This new standard for the conduct of war is likely to prevent U.S. involvement in complex, drawn-out civil wars, where foreign military intervention would probably make things worse. Nevertheless, the unilateral thrust of the approach cannot but marginalize the United Nations as the guarantor of peace. In January 1991, when requesting UN Security Council endorsement of early military intervention against Iraq, the United States used economic pressure to change the votes of at least two Council members that did not support the U.S. position. Similarly, in rounding up international support for the U.S. position that the Nonproliferation Treaty should be extended indefinitely (not renewed periodically, after reviews of progress toward nuclear disarmament by the United States, Russia, and other countries that now have nuclear weapons), U.S. officials indicated that after the extension conference, countries failing to support the U.S. position “would be sorry.” Such arm-twisting undermines the authority of the United Nations as an impartial body that exists for the mutual benefit of all nations. It naturally makes countries unwilling to rely on the UN for their military security.

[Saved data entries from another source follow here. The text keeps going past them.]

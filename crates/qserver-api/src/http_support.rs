// ── HTTP retry policy ──
//
// Retry eligibility and exponential backoff for individual HTTP requests
// made by `HttpRunEngine`. Connection-level reconnects are driven by the
// connection manager with its own fixed delay and do not use this policy.

use std::time::Duration;

use crate::error::Error;

/// Retries after the first attempt, per request.
pub const MAX_RETRIES: u32 = 3;

/// Delay before the first retry.
pub const INITIAL_BACKOFF_MS: u64 = 200;

/// Growth factor between consecutive retries.
pub const BACKOFF_MULTIPLIER: f64 = 2.0;

/// Upper bound on a single backoff delay.
pub const MAX_BACKOFF_MS: u64 = 5_000;

/// HTTP statuses that indicate a transient server-side condition.
pub fn is_retryable_status(status: u16) -> bool {
    matches!(status, 408 | 429 | 500 | 502 | 503 | 504)
}

/// Whether a failed request should be retried.
pub fn is_retryable(err: &Error) -> bool {
    match err {
        Error::Transport(e) => {
            e.is_timeout() || e.is_connect() || e.status().is_some_and(|s| is_retryable_status(s.as_u16()))
        }
        Error::Http { status, .. } => is_retryable_status(*status),
        _ => false,
    }
}

/// Delay before retry number `attempt` (zero-based).
///
/// `min(INITIAL_BACKOFF_MS * BACKOFF_MULTIPLIER^attempt, MAX_BACKOFF_MS)`
pub fn backoff_delay(attempt: u32) -> Duration {
    let exponent = i32::try_from(attempt).unwrap_or(i32::MAX);
    let millis = INITIAL_BACKOFF_MS as f64 * BACKOFF_MULTIPLIER.powi(exponent);
    let capped = millis.min(MAX_BACKOFF_MS as f64);
    Duration::from_millis(capped as u64)
}

#[cfg(test)]
mod tests {
    use super::*;

    #[test]
    fn retryable_statuses() {
        for status in [408, 429, 500, 502, 503, 504] {
            assert!(is_retryable_status(status), "{status} should be retryable");
        }
        for status in [200, 400, 401, 403, 404, 422] {
            assert!(!is_retryable_status(status), "{status} should not be retryable");
        }
    }

    #[test]
    fn http_errors_follow_status_policy() {
        let busy = Error::Http { status: 503, body: String::new() };
        let missing = Error::Http { status: 404, body: String::new() };
        assert!(is_retryable(&busy));
        assert!(!is_retryable(&missing));
        assert!(!is_retryable(&Error::Rejected { message: "no".into() }));
    }

    #[test]
    fn backoff_grows_then_caps() {
        assert_eq!(backoff_delay(0), Duration::from_millis(200));
        assert_eq!(backoff_delay(1), Duration::from_millis(400));
        assert_eq!(backoff_delay(2), Duration::from_millis(800));
        assert_eq!(backoff_delay(10), Duration::from_millis(MAX_BACKOFF_MS));
        assert_eq!(backoff_delay(u32::MAX), Duration::from_millis(MAX_BACKOFF_MS));
    }
}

The real problem is that U.S. military and foreign policy has remain wedded to unilateral advantage and military superiority.

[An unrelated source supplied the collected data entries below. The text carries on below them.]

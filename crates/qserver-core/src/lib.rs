// qserver-core: Connection orchestration, shared status bus, and lifecycle for queue-server clients.

pub mod config;
pub mod connection;
pub mod context;
pub mod error;
pub mod event_loop;
pub mod lifecycle;
pub mod observable;
pub mod plans_cache;
pub mod scheduler;
pub mod status_bus;

// ── Primary re-exports ──────────────────────────────────────────────
pub use config::ConnectionConfig;
pub use connection::{ConnectionManager, ConnectionState};
pub use context::AppContext;
pub use error::CoreError;
pub use event_loop::EventLoop;
pub use lifecycle::{AppLifecycle, Resettable};
pub use observable::{Listener, ListenerId, Observable, ObservableStream};
pub use plans_cache::PlansCache;
pub use scheduler::{PollCenter, TaskHandle};
pub use status_bus::{LatestStatus, StatusBus};

// Transport types callers need alongside the core.
pub use qserver_api::{PlansMap, RunEngineService, StatusSnapshot, StatusSocket};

Similarly, the U.S. failure to take steps to improve capabilities for multilateral peacemaking conducted under UN command weakens the UN’s role as a guarantor of peace. Official U.S. policy, which arrogates the right to use force unilaterally to protect U.S. interests, shows little concern for the rule of law or the founding statutes of the UN. According to the 1994 Annual Report of the Secretary of Defense, for “cases in which important, but not vital, U.S. interests are threatened…decision makers must consider the use of some level of force commensurate with the interests at stake… Multilateral operations, including peace operations, are an important component of U.S. strategy…[which] offer the United States a way of sharing costs….However, America must always maintain the ability to act alone.” Consistent with its reliance on capabilities for unilateral military action, the United States has made no effort to work out internationally-agreed guidelines for the use of force under UN auspices as the response of choice in opposing acts of international aggression.

Despite the enormous changes in international politics since Gorbachev, then, U.S. military policy has changed remarkably little. Even though its only commensurate military opponent has disappeared, the United States is allowing military programs begun earlier to roll forward under their own momentum. Apart from helping to deter war on the Korean peninsula, the purpose of the large, technologically-advanced armed forces maintained by the United States at great cost is to meet distant future threats in Russia and in the Third World—threats which may never emerge; which are, if anything, made more likely by U.S. military policy; and which could conceivably be nipped in the bud by a combination of arms control and collective security measures that the U.S. government has refused even to study.


Why?

Why has the United States failed so totally to seize the historic chance to use a combination of arms control, collective security, and unilateral cuts to prevent the rise of new military threats, promote democracy and the rule of law worldwide, and change national priorities at home? Why has the government failed to protect and pursue the nation’s real security interests?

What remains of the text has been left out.